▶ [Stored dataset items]

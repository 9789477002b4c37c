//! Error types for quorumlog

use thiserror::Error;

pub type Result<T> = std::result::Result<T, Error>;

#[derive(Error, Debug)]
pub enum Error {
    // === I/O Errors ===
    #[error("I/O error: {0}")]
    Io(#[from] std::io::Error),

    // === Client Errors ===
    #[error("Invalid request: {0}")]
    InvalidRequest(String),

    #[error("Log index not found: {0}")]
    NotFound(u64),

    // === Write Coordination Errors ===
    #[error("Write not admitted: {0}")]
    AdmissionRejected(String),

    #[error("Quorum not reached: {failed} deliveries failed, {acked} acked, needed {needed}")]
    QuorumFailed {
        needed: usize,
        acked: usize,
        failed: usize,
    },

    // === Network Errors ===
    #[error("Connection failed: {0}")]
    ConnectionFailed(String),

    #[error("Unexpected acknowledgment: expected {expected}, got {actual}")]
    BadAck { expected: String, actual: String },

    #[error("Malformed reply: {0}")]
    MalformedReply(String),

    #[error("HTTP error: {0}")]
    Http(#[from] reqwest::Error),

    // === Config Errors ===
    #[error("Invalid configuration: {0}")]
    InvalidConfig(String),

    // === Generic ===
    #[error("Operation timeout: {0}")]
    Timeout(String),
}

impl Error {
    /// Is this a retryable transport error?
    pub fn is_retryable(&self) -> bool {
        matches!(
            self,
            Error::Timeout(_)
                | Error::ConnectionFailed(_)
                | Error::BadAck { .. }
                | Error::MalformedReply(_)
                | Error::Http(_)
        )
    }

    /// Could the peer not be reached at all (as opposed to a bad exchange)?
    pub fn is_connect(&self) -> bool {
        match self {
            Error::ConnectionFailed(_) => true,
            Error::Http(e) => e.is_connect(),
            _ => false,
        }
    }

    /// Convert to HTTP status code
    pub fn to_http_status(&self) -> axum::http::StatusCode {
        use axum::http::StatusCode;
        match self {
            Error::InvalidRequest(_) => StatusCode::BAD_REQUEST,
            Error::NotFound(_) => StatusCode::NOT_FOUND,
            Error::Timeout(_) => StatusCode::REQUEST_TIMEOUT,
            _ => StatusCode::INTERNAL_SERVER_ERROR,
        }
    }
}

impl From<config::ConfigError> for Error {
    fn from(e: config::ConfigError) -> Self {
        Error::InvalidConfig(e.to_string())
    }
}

▶ [Directions for this task]
What are the lines from the one with "fn from(e: config::ConfigError)" through the end of the entries? Give them again exactly, both end lines included.

▶ [Written solution]
    fn from(e: config::ConfigError) -> Self {
        Error::InvalidConfig(e.to_string())
    }
}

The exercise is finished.